> [AIM OF THE EXERCISE]:
Once you reach the line containing "default_movie_type: &str) ->" in the data below, restate each line word for word up to and including the one containing "let durations = movies".

EXTRACTED INFORMATION below:

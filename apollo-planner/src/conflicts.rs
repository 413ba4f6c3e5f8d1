use apollo_shared::{Movie, Schedule, ScheduleCreate, ScheduleUpdate};
use chrono::NaiveDate;
use serde::{Deserialize, Serialize};
use std::collections::{BTreeMap, HashMap};
use std::fmt;

use crate::draft::{DraftEntry, DraftPlan};
use crate::interval::Interval;
use crate::time::{format_hhmm, parse_duration, parse_hhmm};
use crate::PlannerSettings;

/// A persisted showtime as it occupies its hall.
#[derive(Debug, Clone, PartialEq, Serialize)]
pub struct Block {
    pub id: i64,
    pub interval: Interval,
    pub label: String,
}

/// What a draft row collides with.
#[derive(Debug, Clone, PartialEq, Serialize, Deserialize)]
#[serde(tag = "kind", rename_all = "snake_case")]
pub enum ConflictWith {
    DraftRow { index: usize },
    Existing { schedule_id: i64, label: String },
}

#[derive(Debug, Clone, PartialEq, Serialize, Deserialize)]
pub struct Conflict {
    pub hall: u32,
    pub row: usize,
    pub with: ConflictWith,
}

impl fmt::Display for Conflict {
    fn fmt(&self, f: &mut fmt::Formatter<'_>) -> fmt::Result {
        match &self.with {
            ConflictWith::DraftRow { index } => {
                write!(f, "hall {}: row {} overlaps row {}", self.hall, self.row + 1, index + 1)
            }
            ConflictWith::Existing { schedule_id, label } => write!(
                f,
                "hall {}: row {} overlaps showtime #{} ({})",
                self.hall,
                self.row + 1,
                schedule_id,
                label
            ),
        }
    }
}

/// Proposed change to a persisted showtime.
#[derive(Debug, Clone, PartialEq, Eq, Serialize, Deserialize)]
pub struct ExistingEdit {
    pub time: String,
    pub movie_type: Option<String>,
    pub hall: Option<u32>,
}

impl ExistingEdit {
    pub fn from_schedule(schedule: &Schedule, default_movie_type: &str) -> Self {
        Self {
            time: schedule.time.clone(),
            movie_type: Some(
                schedule
                    .movie_type
                    .clone()
                    .unwrap_or_else(|| default_movie_type.to_string()),
            ),
            hall: schedule.hall,
        }
    }

    pub fn to_update(&self) -> ScheduleUpdate {
        ScheduleUpdate {
            time: Some(self.time.trim().to_string()),
            movie_type: self.movie_type.clone().filter(|t| !t.trim().is_empty()),
            hall: self.hall,
        }
    }
}

#[derive(Debug, thiserror::Error)]
pub enum PlanError {
    #[error("No showtimes to save")]
    EmptyPlan,

    #[error("Cannot save: {} time conflict(s) in the plan", .0.len())]
    Conflicts(Vec<Conflict>),

    #[error("Time conflict while editing showtime #{schedule_id}")]
    EditConflict { schedule_id: i64 },

    #[error("Unknown showtime #{0}")]
    UnknownSchedule(i64),
}

/// Overlap checks for one day's plan against the showtimes already stored.
pub struct ConflictDetector {
    day: NaiveDate,
    halls: Vec<u32>,
    cleaning_buffer: u32,
    durations: HashMap<i64, Option<u32>>,
    schedules: Vec<Schedule>,
}

impl ConflictDetector {
    pub fn new(movies: &[Movie], schedules: Vec<Schedule>, day: NaiveDate, settings: &PlannerSettings) -> Self {
        let durations = movies
            .iter()
            .map(|m| (m.id, parse_duration(&m.duration)))
            .collect();

        Self {
            day,
            halls: settings.halls.clone(),
            cleaning_buffer: settings.cleaning_buffer_min,
            durations,
            schedules,
        }
    }

    pub fn day(&self) -> NaiveDate {
        self.day
    }

    pub fn halls(&self) -> &[u32] {
        &self.halls
    }

    pub fn cleaning_buffer(&self) -> u32 {
        self.cleaning_buffer
    }

    pub fn schedules(&self) -> &[Schedule] {
        &self.schedules
    }

    pub fn movie_duration(&self, movie_id: Option<i64>) -> Option<u32> {
        self.durations.get(&movie_id?).copied().flatten()
    }

    /// Runtime of a persisted showtime: the embedded movie's duration when
    /// the payload carries one, the catalogue's otherwise.
    pub fn schedule_duration(&self, schedule: &Schedule) -> Option<u32> {
        match schedule.movie.as_ref().and_then(|m| m.duration.as_deref()) {
            Some(duration) => parse_duration(duration),
            None => self.movie_duration(schedule.movie_id()),
        }
    }

    pub fn schedule_interval(&self, schedule: &Schedule) -> Option<Interval> {
        let start = parse_hhmm(&schedule.time)?;
        let duration = self.schedule_duration(schedule)?;
        Some(Interval::new(start, duration, self.cleaning_buffer))
    }

    pub fn row_interval(&self, row: &DraftEntry) -> Option<Interval> {
        let start = parse_hhmm(&row.time)?;
        let duration = self.movie_duration(row.movie_id)?;
        Some(Interval::new(start, duration, self.cleaning_buffer))
    }

    /// Persisted showtimes on this day in the given hall.
    pub fn existing_for_hall(&self, hall: u32) -> impl Iterator<Item = &Schedule> + '_ {
        self.schedules
            .iter()
            .filter(move |s| s.date == self.day && s.hall == Some(hall))
    }

    /// Same as [`existing_for_hall`](Self::existing_for_hall), by start time
    /// and then title.
    pub fn existing_for_hall_sorted(&self, hall: u32) -> Vec<&Schedule> {
        let mut list: Vec<&Schedule> = self.existing_for_hall(hall).collect();
        list.sort_by(|a, b| {
            let ta = parse_hhmm(&a.time).unwrap_or(0);
            let tb = parse_hhmm(&b.time).unwrap_or(0);
            ta.cmp(&tb).then_with(|| a.title().cmp(b.title()))
        });
        list
    }

    /// Occupied spans per configured hall. Showtimes without a readable
    /// time or runtime, or in an unknown hall, are left out.
    pub fn existing_blocks(&self) -> BTreeMap<u32, Vec<Block>> {
        let mut blocks: BTreeMap<u32, Vec<Block>> = self.halls.iter().map(|h| (*h, Vec::new())).collect();

        for schedule in self.schedules.iter().filter(|s| s.date == self.day) {
            let Some(hall) = schedule.hall else {
                continue;
            };
            let Some(interval) = self.schedule_interval(schedule) else {
                continue;
            };
            let Some(list) = blocks.get_mut(&hall) else {
                continue;
            };
            let label = format!(
                "{}–{} {}",
                format_hhmm(interval.start),
                format_hhmm(interval.end),
                schedule.title()
            )
            .trim()
            .to_string();
            list.push(Block { id: schedule.id, interval, label });
        }

        blocks
    }

    pub(crate) fn blocks_for_hall(&self, hall: u32) -> Vec<Block> {
        self.existing_blocks().remove(&hall).unwrap_or_default()
    }

    pub fn row_conflicts_within_plan(&self, plan: &DraftPlan, hall: u32, index: usize) -> bool {
        !self.plan_collisions(plan, hall, index).is_empty()
    }

    pub fn row_conflicts_with_existing(&self, plan: &DraftPlan, hall: u32, index: usize) -> bool {
        !self.existing_collisions(plan, hall, index, &self.blocks_for_hall(hall)).is_empty()
    }

    pub fn has_any_conflicts(&self, plan: &DraftPlan) -> bool {
        !self.find_conflicts(plan).is_empty()
    }

    /// Every collision of a draft row with another draft row (reported once
    /// per pair) or with a persisted showtime in the same hall.
    pub fn find_conflicts(&self, plan: &DraftPlan) -> Vec<Conflict> {
        let blocks = self.existing_blocks();
        let mut conflicts = Vec::new();

        for hall in &self.halls {
            let hall_blocks = blocks.get(hall).map(Vec::as_slice).unwrap_or(&[]);
            for index in 0..plan.rows(*hall).len() {
                for other in self.plan_collisions(plan, *hall, index) {
                    if other > index {
                        conflicts.push(Conflict {
                            hall: *hall,
                            row: index,
                            with: ConflictWith::DraftRow { index: other },
                        });
                    }
                }
                for block in self.existing_collisions(plan, *hall, index, hall_blocks) {
                    conflicts.push(Conflict {
                        hall: *hall,
                        row: index,
                        with: ConflictWith::Existing {
                            schedule_id: block.id,
                            label: block.label.clone(),
                        },
                    });
                }
            }
        }

        conflicts
    }

    /// Gate for saving a plan: the payloads to create, or why nothing may be
    /// saved. A plan with any conflict is rejected as a whole.
    pub fn validate_save(&self, plan: &DraftPlan) -> Result<Vec<ScheduleCreate>, PlanError> {
        let payloads = plan.to_payloads(self.day, &self.halls);
        if payloads.is_empty() {
            return Err(PlanError::EmptyPlan);
        }

        let conflicts = self.find_conflicts(plan);
        if !conflicts.is_empty() {
            tracing::warn!(day = %self.day, conflicts = conflicts.len(), "Plan rejected");
            return Err(PlanError::Conflicts(conflicts));
        }

        Ok(payloads)
    }

    /// Checks an edit of a persisted showtime against the other showtimes in
    /// the target hall and that hall's draft rows.
    pub fn check_edit(&self, schedule_id: i64, edit: &ExistingEdit, plan: &DraftPlan) -> Result<(), PlanError> {
        let schedule = self
            .schedules
            .iter()
            .find(|s| s.id == schedule_id)
            .ok_or(PlanError::UnknownSchedule(schedule_id))?;

        let hall = self.edit_hall(schedule, edit);
        let (Some(start), Some(duration)) = (parse_hhmm(&edit.time), self.schedule_duration(schedule)) else {
            return Ok(());
        };
        let current = Interval::new(start, duration, self.cleaning_buffer);

        let hits_existing = self
            .existing_for_hall(hall)
            .filter(|other| other.id != schedule_id)
            .filter_map(|other| self.schedule_interval(other))
            .any(|other| current.overlaps(&other));

        let hits_plan = plan
            .rows(hall)
            .iter()
            .filter_map(|row| self.row_interval(row))
            .any(|row| current.overlaps(&row));

        if hits_existing || hits_plan {
            tracing::warn!(schedule_id, hall, time = %edit.time, "Edit rejected");
            return Err(PlanError::EditConflict { schedule_id });
        }
        Ok(())
    }

    /// Hall an edit targets, falling back to the showtime's own hall and
    /// then the first configured hall.
    pub fn edit_hall(&self, schedule: &Schedule, edit: &ExistingEdit) -> u32 {
        edit.hall
            .or(schedule.hall)
            .or_else(|| self.halls.first().copied())
            .unwrap_or(1)
    }

    /// `"10:00–11:45 (incl. +15 min cleaning)"`, or `None` while the row
    /// lacks a time or a movie with a known runtime.
    pub fn end_label(&self, row: &DraftEntry) -> Option<String> {
        let interval = self.row_interval(row)?;
        Some(format!(
            "{}–{} (incl. +{} min cleaning)",
            format_hhmm(interval.start),
            format_hhmm(interval.end),
            self.cleaning_buffer
        ))
    }

    fn plan_collisions(&self, plan: &DraftPlan, hall: u32, index: usize) -> Vec<usize> {
        let rows = plan.rows(hall);
        let Some(current) = rows.get(index).and_then(|row| self.row_interval(row)) else {
            return Vec::new();
        };
        rows.iter()
            .enumerate()
            .filter(|(i, _)| *i != index)
            .filter_map(|(i, row)| self.row_interval(row).map(|iv| (i, iv)))
            .filter(|(_, iv)| current.overlaps(iv))
            .map(|(i, _)| i)
            .collect()
    }

    fn existing_collisions<'b>(&self, plan: &DraftPlan, hall: u32, index: usize, blocks: &'b [Block]) -> Vec<&'b Block> {
        let Some(current) = plan.rows(hall).get(index).and_then(|row| self.row_interval(row)) else {
            return Vec::new();
        };
        blocks.iter().filter(|b| current.overlaps(&b.interval)).collect()
    }
}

End of EXTRACTED INFORMATION.

> [RESULT FOR THIS TASK]:
    pub fn from_schedule(schedule: &Schedule, default_movie_type: &str) -> Self {
        Self {
            time: schedule.time.clone(),
            movie_type: Some(
                schedule
                    .movie_type
                    .clone()
                    .unwrap_or_else(|| default_movie_type.to_string()),
            ),
            hall: schedule.hall,
        }
    }

    pub fn to_update(&self) -> ScheduleUpdate {
        ScheduleUpdate {
            time: Some(self.time.trim().to_string()),
            movie_type: self.movie_type.clone().filter(|t| !t.trim().is_empty()),
            hall: self.hall,
        }
    }
}

#[derive(Debug, thiserror::Error)]
pub enum PlanError {
    #[error("No showtimes to save")]
    EmptyPlan,

    #[error("Cannot save: {} time conflict(s) in the plan", .0.len())]
    Conflicts(Vec<Conflict>),

    #[error("Time conflict while editing showtime #{schedule_id}")]
    EditConflict { schedule_id: i64 },

    #[error("Unknown showtime #{0}")]
    UnknownSchedule(i64),
}

/// Overlap checks for one day's plan against the showtimes already stored.
pub struct ConflictDetector {
    day: NaiveDate,
    halls: Vec<u32>,
    cleaning_buffer: u32,
    durations: HashMap<i64, Option<u32>>,
    schedules: Vec<Schedule>,
}

impl ConflictDetector {
    pub fn new(movies: &[Movie], schedules: Vec<Schedule>, day: NaiveDate, settings: &PlannerSettings) -> Self {
        let durations = movies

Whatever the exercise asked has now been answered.